St. Elizabeth’s was actually a pretty plush establishment, as mental hospitals went. The older buildings, built before the Civil War, (back when it had gone by the name “The Government Hospital for the Insane,”) had all been boarded up or torn down. The new hospital had been built on the East Campus only about ten or twelve years ago, so the facility was still quite new. And the patients it housed were often well-connected so nothing too bad happened there—during the day, anyway.

It was the night shift that Torri had come to dread—and not just because of her night terrors.

But it was better not to think about that now—better to just “get along and go along” as Nana used to say.

“Thank you, Mazy,” she said, nodding at the female orderly. “I wonder what’s on the menu today?”

“I hear it might be pancakes.” Mazy gave her a bright smile—the same kind of smile you might give to a rather slow child. “Won’t that be nice? Let’s go see, shall we?”

“Of course. Thank you.” Torri nodded automatically. Three months ago, if someone had spoken to her in that tone, she would have bristled and demanded to know what the hell they thought they were doing. Now, she simply nodded meekly and followed the orderly in her pale pink scrubs, out of the women’s restroom and down the long halls towards the cafeteria.

The pale pink walls matched the orderlies’ scrubs, making Torri feel like she was inside a giant seashell. She supposed that someone in Administration must have read an article about pink being a soothing color but after a while, it just got monotonous.

At least she didn’t have to wear pink herself, Torri thought. The loose, ill-fitting scrubs that were standard issue for all patients were a boring beige, which looked equally awful on everyone—but still, it wasn’t pink.
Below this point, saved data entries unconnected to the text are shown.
use std::sync::Arc;

use roomctl_core::{NewRoom, Room, RoomPatch};

use super::error::RepoResultExt;
use super::{Result, UseCaseError};
use crate::db::RoomRepository;

const RESOURCE: &str = "room";

/// Room operations
#[derive(Clone)]
pub struct RoomService {
    repo: Arc<dyn RoomRepository>,
}

impl RoomService {
    pub fn new(repo: Arc<dyn RoomRepository>) -> Self {
        Self { repo }
    }

    pub async fn create(&self, room: NewRoom) -> Result<Room> {
        let created = self.repo.create(room).await.during(RESOURCE, "create room")?;
        tracing::info!(room_id = created.id, "room created");
        Ok(created)
    }

    pub async fn find_by_id(&self, id: i32) -> Result<Room> {
        self.repo
            .find_by_id(id)
            .await
            .during(RESOURCE, "find room")?
            .ok_or_else(|| UseCaseError::not_found(RESOURCE, id))
    }

    pub async fn find_all(&self) -> Result<Vec<Room>> {
        self.repo.find_all().await.during(RESOURCE, "list rooms")
    }

    pub async fn update(&self, id: i32, patch: RoomPatch) -> Result<Room> {
        self.find_by_id(id).await?;
        self.repo.update(id, patch).await.during(RESOURCE, "update room")
    }

    pub async fn delete(&self, id: i32) -> Result<()> {
        self.find_by_id(id).await?;
        self.repo.delete(id).await.during(RESOURCE, "delete room")
    }
}

#[cfg(test)]
mod tests {
    use super::*;
    use crate::test_support::memory::MemoryStore;
    use roomctl_core::RoomStatus;

    #[tokio::test]
    async fn create_then_take_out_of_service() {
        let rooms = RoomService::new(Arc::new(MemoryStore::<Room>::new()));
        let room = rooms
            .create(NewRoom {
                name: "Board Room".into(),
                capacity: 12,
                description: None,
                status: RoomStatus::Available,
            })
            .await
            .unwrap();

        let updated = rooms
            .update(
                room.id,
                RoomPatch {
                    status: Some(RoomStatus::OutOfService),
                    ..RoomPatch::default()
                },
            )
            .await
            .unwrap();
        assert_eq!(updated.status, RoomStatus::OutOfService);
        assert_eq!(updated.capacity, 12);

        rooms.delete(room.id).await.unwrap();
        assert!(rooms.find_all().await.unwrap().is_empty());
    }
}
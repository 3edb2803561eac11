//! Shared helpers for database-backed tests

use sqlx::postgres::PgPoolOptions;
use sqlx::PgPool;

use roomctl_core::DbConfig;

use crate::db::connect_options;

/// A uniquely named schema with a pool whose `search_path` startup
/// parameter points at it.
///
/// Lets runner tests create the `migrations` table and application tables
/// without touching the real ones.
pub struct ScratchSchema {
    pub pool: PgPool,
    name: String,
    admin: PgPool,
}

impl ScratchSchema {
    pub async fn create() -> Self {
        let url = std::env::var("DATABASE_URL").expect("DATABASE_URL required");
        let config = DbConfig {
            url: Some(url),
            ..DbConfig::default()
        };
        let options = connect_options(&config).unwrap();
        let name = format!("roomctl_test_{}", uuid::Uuid::new_v4().simple());

        let admin = PgPoolOptions::new()
            .max_connections(1)
            .connect_with(options.clone())
            .await
            .expect("connect failed");
        sqlx::raw_sql(&format!("CREATE SCHEMA {}", name))
            .execute(&admin)
            .await
            .unwrap();

        let pool = PgPoolOptions::new()
            .max_connections(2)
            .connect_with(options.options([("search_path", name.as_str())]))
            .await
            .expect("connect failed");

        Self { pool, name, admin }
    }

    pub async fn drop(self) {
        self.pool.close().await;
        sqlx::raw_sql(&format!("DROP SCHEMA {} CASCADE", self.name))
            .execute(&self.admin)
            .await
            .unwrap();
        self.admin.close().await;
    }
}

pub mod memory;

#[cfg(test)]
mod tests {
    use super::*;

    #[tokio::test]
    #[ignore = "requires database"]
    async fn scratch_pool_resolves_to_its_schema() {
        let scratch = ScratchSchema::create().await;
        for _ in 0..3 {
            let schema: String = sqlx::query_scalar("SELECT current_schema()")
                .fetch_one(&scratch.pool)
                .await
                .unwrap();
            assert_eq!(schema, scratch.name);
        }
        scratch.drop().await;
    }
}
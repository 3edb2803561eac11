//! roomctl-core: domain entities and configuration
//!
//! Shared by the server library and the `roomctl` binary. Nothing in here
//! talks to the database.

pub mod config;
pub mod entities;
pub mod error;

pub use config::{AppConfig, DbConfig, Environment};
pub use entities::*;
pub use error::{CoreError, Result};
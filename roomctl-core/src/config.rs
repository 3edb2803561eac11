//! Environment-driven configuration.
//!
//! Variables:
//! - `NODE_ENV`: `development` (default), `production` or `test`
//! - `PORT`: HTTP port (default 3001)
//! - `DATABASE_URL`: full connection string; when set it wins over the
//!   discrete `DB_HOST`/`DB_PORT`/`DB_NAME`/`DB_USER`/`DB_PASSWORD` fields
//! - `DB_POOL_MIN` / `DB_POOL_MAX`: pool bounds (default 2 / 10)

use std::fmt;
use std::str::FromStr;
use std::time::Duration;

use tracing::debug;

use crate::error::{CoreError, Result};

pub const DEFAULT_PORT: u16 = 3001;
pub const DEFAULT_DB_HOST: &str = "localhost";
pub const DEFAULT_DB_PORT: u16 = 5432;
pub const DEFAULT_DB_NAME: &str = "akj_conference_rooms";
pub const DEFAULT_DB_USER: &str = "postgres";
pub const DEFAULT_POOL_MIN: u32 = 2;
pub const DEFAULT_POOL_MAX: u32 = 10;
pub const IDLE_TIMEOUT: Duration = Duration::from_secs(30);
pub const CONNECT_TIMEOUT: Duration = Duration::from_secs(2);

/// Load `.env` from the current directory without overriding variables that
/// are already set.
pub fn load_dotenv() {
    match dotenvy::dotenv() {
        Ok(path) => debug!("Loaded .env from {}", path.display()),
        Err(e) => debug!("No .env loaded: {}", e),
    }
}

/// Runtime environment.
#[derive(Debug, Clone, Copy, PartialEq, Eq, Default)]
pub enum Environment {
    #[default]
    Development,
    Production,
    Test,
}

impl Environment {
    pub fn is_production(&self) -> bool {
        matches!(self, Self::Production)
    }

    pub fn as_str(&self) -> &'static str {
        match self {
            Self::Development => "development",
            Self::Production => "production",
            Self::Test => "test",
        }
    }
}

impl FromStr for Environment {
    type Err = CoreError;

    fn from_str(s: &str) -> Result<Self> {
        match s.to_ascii_lowercase().as_str() {
            "development" | "dev" => Ok(Self::Development),
            "production" | "prod" => Ok(Self::Production),
            "test" => Ok(Self::Test),
            _ => Err(CoreError::UnknownEnvironment(s.to_string())),
        }
    }
}

impl fmt::Display for Environment {
    fn fmt(&self, f: &mut fmt::Formatter<'_>) -> fmt::Result {
        f.write_str(self.as_str())
    }
}

/// Database connection settings.
#[derive(Debug, Clone, PartialEq, Eq)]
pub struct DbConfig {
    /// Full connection string; overrides the discrete fields when present
    pub url: Option<String>,
    pub host: String,
    pub port: u16,
    pub name: String,
    pub user: String,
    pub password: String,
    pub pool_min: u32,
    pub pool_max: u32,
    pub idle_timeout: Duration,
    pub connect_timeout: Duration,
}

impl Default for DbConfig {
    fn default() -> Self {
        Self {
            url: None,
            host: DEFAULT_DB_HOST.to_string(),
            port: DEFAULT_DB_PORT,
            name: DEFAULT_DB_NAME.to_string(),
            user: DEFAULT_DB_USER.to_string(),
            password: String::new(),
            pool_min: DEFAULT_POOL_MIN,
            pool_max: DEFAULT_POOL_MAX,
            idle_timeout: IDLE_TIMEOUT,
            connect_timeout: CONNECT_TIMEOUT,
        }
    }
}

impl DbConfig {
    /// Connection string for external tools such as `pg_dump`.
    pub fn connection_url(&self) -> String {
        match &self.url {
            Some(url) => url.clone(),
            None => format!(
                "postgresql://{}:{}@{}:{}/{}",
                self.user, self.password, self.host, self.port, self.name
            ),
        }
    }

    /// Target database name, taken from `DATABASE_URL` when it names one.
    pub fn database_name(&self) -> &str {
        self.url
            .as_deref()
            .and_then(database_from_url)
            .unwrap_or(&self.name)
    }
}

/// Extract the database segment of a `postgres://.../<db>?params` URL.
fn database_from_url(url: &str) -> Option<&str> {
    let (_, rest) = url.split_once("://")?;
    let (_, path) = rest.split_once('/')?;
    let db = path.split('?').next().unwrap_or_default();
    (!db.is_empty()).then_some(db)
}

/// Application configuration.
#[derive(Debug, Clone, PartialEq, Eq)]
pub struct AppConfig {
    pub environment: Environment,
    pub port: u16,
    pub db: DbConfig,
}

impl AppConfig {
    /// Load configuration from process environment variables.
    pub fn from_env() -> Result<Self> {
        Self::from_lookup(|key| std::env::var(key).ok())
    }

    /// Load configuration from an arbitrary key lookup.
    ///
    /// Empty values are treated as unset.
    pub fn from_lookup<F>(lookup: F) -> Result<Self>
    where
        F: Fn(&str) -> Option<String>,
    {
        let get = |key: &str| lookup(key).filter(|v| !v.trim().is_empty());

        let environment = match get("NODE_ENV") {
            Some(v) => v.parse()?,
            None => Environment::default(),
        };

        let port = parse_or("PORT", get("PORT"), DEFAULT_PORT, "expected a port number")?;

        let db = DbConfig {
            url: get("DATABASE_URL"),
            host: get("DB_HOST").unwrap_or_else(|| DEFAULT_DB_HOST.to_string()),
            port: parse_or(
                "DB_PORT",
                get("DB_PORT"),
                DEFAULT_DB_PORT,
                "expected a port number",
            )?,
            name: get("DB_NAME").unwrap_or_else(|| DEFAULT_DB_NAME.to_string()),
            user: get("DB_USER").unwrap_or_else(|| DEFAULT_DB_USER.to_string()),
            password: lookup("DB_PASSWORD").unwrap_or_default(),
            pool_min: parse_or(
                "DB_POOL_MIN",
                get("DB_POOL_MIN"),
                DEFAULT_POOL_MIN,
                "expected a connection count",
            )?,
            pool_max: parse_or(
                "DB_POOL_MAX",
                get("DB_POOL_MAX"),
                DEFAULT_POOL_MAX,
                "expected a connection count",
            )?,
            idle_timeout: IDLE_TIMEOUT,
            connect_timeout: CONNECT_TIMEOUT,
        };

        if db.pool_min > db.pool_max {
            return Err(CoreError::invalid_env(
                "DB_POOL_MIN",
                db.pool_min.to_string(),
                "must not exceed DB_POOL_MAX",
            ));
        }
        if db.pool_max == 0 {
            return Err(CoreError::invalid_env(
                "DB_POOL_MAX",
                "0",
                "must be at least 1",
            ));
        }

        Ok(Self {
            environment,
            port,
            db,
        })
    }
}

fn parse_or<T: FromStr>(
    var: &'static str,
    raw: Option<String>,
    default: T,
    reason: &'static str,
) -> Result<T> {
    match raw {
        Some(v) => v
            .trim()
            .parse()
            .map_err(|_| CoreError::invalid_env(var, v, reason)),
        None => Ok(default),
    }
}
There were doors at regular intervals along the corridor, all with various paper signs taped to them. Group Therapy! read one, with a bunch of daisies printed under the words. Patient Lounge, read another. Under that, was a picture of an old-fashioned TV set—the boxy kind with rabbit-ear antenna that Torri could never remember seeing in real life. Art Therapy! had a big smiley face printed under it.